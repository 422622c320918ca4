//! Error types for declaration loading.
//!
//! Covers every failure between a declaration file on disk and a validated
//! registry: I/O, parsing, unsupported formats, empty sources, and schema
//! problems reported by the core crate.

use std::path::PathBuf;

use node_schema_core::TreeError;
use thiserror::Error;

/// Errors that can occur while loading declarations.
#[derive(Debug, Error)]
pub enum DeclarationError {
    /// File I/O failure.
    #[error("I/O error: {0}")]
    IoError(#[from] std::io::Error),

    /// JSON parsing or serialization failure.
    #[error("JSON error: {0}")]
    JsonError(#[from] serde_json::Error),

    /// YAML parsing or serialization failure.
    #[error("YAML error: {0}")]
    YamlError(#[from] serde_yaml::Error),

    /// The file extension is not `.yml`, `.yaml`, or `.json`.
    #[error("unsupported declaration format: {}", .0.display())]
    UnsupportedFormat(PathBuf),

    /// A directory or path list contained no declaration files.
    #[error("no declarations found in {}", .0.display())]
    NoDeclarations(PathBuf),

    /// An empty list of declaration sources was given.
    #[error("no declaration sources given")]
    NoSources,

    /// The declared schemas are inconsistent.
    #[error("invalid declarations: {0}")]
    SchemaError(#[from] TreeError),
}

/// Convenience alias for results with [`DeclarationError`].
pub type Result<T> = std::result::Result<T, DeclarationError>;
· · · · ·
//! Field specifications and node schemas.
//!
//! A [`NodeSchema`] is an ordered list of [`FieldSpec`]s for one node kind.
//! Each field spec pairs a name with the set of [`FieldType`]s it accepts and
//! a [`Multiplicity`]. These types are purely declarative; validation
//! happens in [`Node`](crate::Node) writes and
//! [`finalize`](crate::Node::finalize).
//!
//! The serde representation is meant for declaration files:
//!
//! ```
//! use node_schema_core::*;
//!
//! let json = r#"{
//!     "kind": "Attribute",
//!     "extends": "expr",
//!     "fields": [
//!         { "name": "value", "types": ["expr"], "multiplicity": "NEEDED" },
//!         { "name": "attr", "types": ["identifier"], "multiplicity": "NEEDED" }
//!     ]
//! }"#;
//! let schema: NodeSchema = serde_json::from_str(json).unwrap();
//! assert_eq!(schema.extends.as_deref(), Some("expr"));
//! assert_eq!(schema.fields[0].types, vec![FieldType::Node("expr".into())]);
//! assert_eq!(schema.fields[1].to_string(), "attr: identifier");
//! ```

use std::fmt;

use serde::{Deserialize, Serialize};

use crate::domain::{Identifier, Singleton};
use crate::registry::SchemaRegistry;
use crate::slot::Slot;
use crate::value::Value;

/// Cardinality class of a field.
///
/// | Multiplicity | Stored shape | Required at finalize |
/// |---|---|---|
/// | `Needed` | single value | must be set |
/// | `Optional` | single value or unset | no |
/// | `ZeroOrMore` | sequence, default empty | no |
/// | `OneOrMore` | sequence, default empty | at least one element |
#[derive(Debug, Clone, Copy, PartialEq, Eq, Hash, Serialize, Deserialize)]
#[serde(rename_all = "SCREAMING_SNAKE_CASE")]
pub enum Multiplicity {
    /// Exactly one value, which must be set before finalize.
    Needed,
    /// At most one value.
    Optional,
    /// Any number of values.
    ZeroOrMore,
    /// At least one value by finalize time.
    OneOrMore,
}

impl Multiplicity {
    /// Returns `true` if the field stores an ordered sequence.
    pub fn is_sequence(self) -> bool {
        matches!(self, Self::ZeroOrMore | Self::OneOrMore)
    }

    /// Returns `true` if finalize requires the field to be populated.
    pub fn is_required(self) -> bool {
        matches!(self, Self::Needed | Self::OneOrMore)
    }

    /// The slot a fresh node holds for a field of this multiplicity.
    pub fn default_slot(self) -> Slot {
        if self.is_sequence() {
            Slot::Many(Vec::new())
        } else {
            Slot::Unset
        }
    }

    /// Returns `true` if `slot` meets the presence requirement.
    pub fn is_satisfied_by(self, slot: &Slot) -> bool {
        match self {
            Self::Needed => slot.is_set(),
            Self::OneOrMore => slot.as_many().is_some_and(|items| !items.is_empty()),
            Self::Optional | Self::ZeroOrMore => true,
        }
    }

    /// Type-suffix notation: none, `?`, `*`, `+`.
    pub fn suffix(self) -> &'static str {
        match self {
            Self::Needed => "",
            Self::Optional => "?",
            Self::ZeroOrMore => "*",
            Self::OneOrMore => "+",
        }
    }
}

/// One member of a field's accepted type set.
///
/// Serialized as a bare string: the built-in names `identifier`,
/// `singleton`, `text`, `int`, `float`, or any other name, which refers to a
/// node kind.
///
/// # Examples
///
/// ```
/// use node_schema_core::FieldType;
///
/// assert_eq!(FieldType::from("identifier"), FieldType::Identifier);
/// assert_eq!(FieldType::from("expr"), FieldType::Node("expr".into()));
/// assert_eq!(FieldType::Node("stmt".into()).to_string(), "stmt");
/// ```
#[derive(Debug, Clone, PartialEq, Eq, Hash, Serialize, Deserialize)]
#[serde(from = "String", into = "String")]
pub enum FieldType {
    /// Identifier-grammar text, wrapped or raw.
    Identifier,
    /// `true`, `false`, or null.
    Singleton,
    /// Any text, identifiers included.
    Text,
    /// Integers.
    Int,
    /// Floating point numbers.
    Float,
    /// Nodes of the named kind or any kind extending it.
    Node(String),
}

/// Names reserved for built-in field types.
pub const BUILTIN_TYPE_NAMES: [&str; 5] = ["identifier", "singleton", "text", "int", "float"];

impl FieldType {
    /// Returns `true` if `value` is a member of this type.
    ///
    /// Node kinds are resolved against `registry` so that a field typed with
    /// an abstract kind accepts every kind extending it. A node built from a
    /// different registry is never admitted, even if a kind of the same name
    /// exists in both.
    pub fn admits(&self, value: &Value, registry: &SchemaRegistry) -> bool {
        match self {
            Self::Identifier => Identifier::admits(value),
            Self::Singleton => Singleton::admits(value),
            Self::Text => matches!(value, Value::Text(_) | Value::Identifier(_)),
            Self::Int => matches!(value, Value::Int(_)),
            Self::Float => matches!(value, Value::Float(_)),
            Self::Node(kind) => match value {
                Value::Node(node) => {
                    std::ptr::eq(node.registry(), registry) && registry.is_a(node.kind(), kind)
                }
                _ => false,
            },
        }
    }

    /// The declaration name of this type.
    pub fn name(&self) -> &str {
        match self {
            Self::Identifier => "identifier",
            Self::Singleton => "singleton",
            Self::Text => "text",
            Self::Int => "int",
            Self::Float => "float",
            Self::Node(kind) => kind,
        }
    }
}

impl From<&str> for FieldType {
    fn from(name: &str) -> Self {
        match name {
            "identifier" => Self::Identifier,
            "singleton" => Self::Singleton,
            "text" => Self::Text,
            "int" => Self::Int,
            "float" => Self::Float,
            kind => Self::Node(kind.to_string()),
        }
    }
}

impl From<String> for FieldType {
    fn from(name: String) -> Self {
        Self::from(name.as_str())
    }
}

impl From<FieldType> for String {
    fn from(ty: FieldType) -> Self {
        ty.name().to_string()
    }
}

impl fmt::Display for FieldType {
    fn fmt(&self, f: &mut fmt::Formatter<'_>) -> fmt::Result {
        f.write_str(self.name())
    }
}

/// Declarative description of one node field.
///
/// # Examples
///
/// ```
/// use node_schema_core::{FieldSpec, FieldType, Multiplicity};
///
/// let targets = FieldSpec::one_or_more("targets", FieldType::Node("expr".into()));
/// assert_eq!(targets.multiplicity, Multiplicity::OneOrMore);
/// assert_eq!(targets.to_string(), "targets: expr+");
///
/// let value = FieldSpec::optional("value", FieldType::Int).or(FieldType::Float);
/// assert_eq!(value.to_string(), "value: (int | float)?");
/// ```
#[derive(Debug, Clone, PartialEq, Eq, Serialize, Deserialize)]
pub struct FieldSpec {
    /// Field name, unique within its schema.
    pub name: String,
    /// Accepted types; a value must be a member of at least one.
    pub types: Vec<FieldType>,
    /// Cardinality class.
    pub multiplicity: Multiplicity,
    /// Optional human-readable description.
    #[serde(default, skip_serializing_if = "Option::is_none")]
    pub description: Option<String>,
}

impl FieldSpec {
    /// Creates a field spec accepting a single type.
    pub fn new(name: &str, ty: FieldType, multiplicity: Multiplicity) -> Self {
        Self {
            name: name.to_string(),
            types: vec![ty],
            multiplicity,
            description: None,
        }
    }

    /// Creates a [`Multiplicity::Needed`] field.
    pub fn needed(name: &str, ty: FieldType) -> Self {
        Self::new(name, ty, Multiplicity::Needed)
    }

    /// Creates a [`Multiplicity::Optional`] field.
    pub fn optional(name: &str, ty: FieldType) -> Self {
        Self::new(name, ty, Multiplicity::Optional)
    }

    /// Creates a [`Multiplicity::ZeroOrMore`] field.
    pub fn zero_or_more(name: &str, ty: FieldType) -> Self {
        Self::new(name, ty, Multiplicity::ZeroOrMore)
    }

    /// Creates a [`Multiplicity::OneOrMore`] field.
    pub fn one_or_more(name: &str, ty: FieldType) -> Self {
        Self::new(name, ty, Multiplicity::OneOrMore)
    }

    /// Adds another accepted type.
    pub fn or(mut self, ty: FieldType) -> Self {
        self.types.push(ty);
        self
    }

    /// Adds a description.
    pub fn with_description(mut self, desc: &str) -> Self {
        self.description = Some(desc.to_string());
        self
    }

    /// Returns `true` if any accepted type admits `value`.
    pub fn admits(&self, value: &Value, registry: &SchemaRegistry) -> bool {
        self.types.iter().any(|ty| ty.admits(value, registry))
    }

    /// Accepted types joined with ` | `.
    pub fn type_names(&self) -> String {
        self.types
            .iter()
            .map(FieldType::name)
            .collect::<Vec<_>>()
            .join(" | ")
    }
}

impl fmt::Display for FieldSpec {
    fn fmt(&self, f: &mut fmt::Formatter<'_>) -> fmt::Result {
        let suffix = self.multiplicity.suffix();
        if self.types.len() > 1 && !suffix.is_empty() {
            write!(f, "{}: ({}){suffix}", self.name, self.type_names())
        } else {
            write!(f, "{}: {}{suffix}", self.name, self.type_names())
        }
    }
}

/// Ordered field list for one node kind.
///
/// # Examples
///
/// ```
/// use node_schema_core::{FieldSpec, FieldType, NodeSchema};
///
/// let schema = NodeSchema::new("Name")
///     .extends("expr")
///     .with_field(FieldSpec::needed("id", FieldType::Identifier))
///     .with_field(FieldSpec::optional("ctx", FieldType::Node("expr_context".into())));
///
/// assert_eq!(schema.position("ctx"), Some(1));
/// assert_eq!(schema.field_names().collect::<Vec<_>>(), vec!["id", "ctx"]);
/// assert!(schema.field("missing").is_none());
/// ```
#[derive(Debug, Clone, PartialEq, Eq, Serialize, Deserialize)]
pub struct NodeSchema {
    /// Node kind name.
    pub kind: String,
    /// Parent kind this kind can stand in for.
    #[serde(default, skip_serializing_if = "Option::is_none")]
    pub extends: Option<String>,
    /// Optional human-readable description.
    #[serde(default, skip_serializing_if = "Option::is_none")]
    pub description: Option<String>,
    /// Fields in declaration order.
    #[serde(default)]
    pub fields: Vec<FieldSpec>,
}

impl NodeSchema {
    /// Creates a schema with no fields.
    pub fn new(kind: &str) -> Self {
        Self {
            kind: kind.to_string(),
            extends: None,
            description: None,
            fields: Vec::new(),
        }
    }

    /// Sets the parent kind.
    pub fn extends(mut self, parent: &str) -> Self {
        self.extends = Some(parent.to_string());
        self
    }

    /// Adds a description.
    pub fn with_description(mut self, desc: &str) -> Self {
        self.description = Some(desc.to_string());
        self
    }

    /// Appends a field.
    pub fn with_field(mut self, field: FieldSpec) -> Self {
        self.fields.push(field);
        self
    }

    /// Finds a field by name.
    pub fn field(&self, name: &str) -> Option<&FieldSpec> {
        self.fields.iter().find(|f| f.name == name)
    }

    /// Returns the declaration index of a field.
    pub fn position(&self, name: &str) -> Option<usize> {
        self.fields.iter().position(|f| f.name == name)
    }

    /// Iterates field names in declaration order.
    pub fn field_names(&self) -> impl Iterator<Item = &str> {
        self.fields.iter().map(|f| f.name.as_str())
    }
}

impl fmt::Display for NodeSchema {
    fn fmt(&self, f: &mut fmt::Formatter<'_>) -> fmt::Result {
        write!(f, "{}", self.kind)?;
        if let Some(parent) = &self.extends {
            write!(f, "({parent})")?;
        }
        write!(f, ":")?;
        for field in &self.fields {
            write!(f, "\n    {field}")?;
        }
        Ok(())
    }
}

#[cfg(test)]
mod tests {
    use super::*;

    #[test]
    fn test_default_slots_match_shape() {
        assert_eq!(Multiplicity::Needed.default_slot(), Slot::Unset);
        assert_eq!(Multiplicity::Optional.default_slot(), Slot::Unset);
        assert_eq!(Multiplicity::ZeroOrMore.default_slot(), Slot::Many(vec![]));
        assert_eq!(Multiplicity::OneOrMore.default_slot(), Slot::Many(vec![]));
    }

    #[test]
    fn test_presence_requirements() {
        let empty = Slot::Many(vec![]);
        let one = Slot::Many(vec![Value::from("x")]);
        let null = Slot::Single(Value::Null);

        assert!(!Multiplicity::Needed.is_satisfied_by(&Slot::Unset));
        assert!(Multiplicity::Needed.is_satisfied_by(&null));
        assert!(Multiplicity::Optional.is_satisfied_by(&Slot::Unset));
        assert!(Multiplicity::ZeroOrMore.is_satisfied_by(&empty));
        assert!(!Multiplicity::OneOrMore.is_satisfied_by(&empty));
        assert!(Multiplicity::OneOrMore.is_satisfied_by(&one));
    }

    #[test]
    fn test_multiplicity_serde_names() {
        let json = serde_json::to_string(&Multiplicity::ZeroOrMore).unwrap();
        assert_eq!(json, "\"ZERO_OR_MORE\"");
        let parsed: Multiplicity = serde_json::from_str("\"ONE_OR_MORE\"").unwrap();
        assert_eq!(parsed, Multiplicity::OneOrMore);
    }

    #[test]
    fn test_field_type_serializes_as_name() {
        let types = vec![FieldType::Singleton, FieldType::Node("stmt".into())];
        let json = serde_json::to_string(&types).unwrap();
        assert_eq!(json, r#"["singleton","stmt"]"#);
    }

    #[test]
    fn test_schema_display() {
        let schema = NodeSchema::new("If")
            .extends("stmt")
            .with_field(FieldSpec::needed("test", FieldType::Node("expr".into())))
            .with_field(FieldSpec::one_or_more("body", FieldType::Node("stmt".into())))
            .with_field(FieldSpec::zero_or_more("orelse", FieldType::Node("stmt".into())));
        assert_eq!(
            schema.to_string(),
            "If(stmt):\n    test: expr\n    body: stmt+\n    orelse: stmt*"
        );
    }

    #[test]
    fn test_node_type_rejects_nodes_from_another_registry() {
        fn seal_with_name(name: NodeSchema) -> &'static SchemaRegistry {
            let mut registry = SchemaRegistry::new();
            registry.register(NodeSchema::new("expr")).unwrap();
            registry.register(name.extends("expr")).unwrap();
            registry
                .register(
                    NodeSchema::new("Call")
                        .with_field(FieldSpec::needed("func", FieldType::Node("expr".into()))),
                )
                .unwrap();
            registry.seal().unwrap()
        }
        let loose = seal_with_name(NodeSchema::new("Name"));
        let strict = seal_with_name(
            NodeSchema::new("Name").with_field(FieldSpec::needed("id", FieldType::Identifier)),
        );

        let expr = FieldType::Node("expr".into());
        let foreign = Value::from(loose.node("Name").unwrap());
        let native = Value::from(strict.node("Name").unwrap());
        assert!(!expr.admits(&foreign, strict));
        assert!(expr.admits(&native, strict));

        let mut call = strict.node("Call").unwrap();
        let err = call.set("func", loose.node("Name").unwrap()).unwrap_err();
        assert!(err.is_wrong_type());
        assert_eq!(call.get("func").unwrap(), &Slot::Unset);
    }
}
· · · · ·
Task objective → Read the listing. Report every line that includes the word "matches".

Output for this task →
        matches!(self, Self::ZeroOrMore | Self::OneOrMore)
        matches!(self, Self::Needed | Self::OneOrMore)
            Self::Text => matches!(value, Value::Text(_) | Value::Identifier(_)),
            Self::Int => matches!(value, Value::Int(_)),
            Self::Float => matches!(value, Value::Float(_)),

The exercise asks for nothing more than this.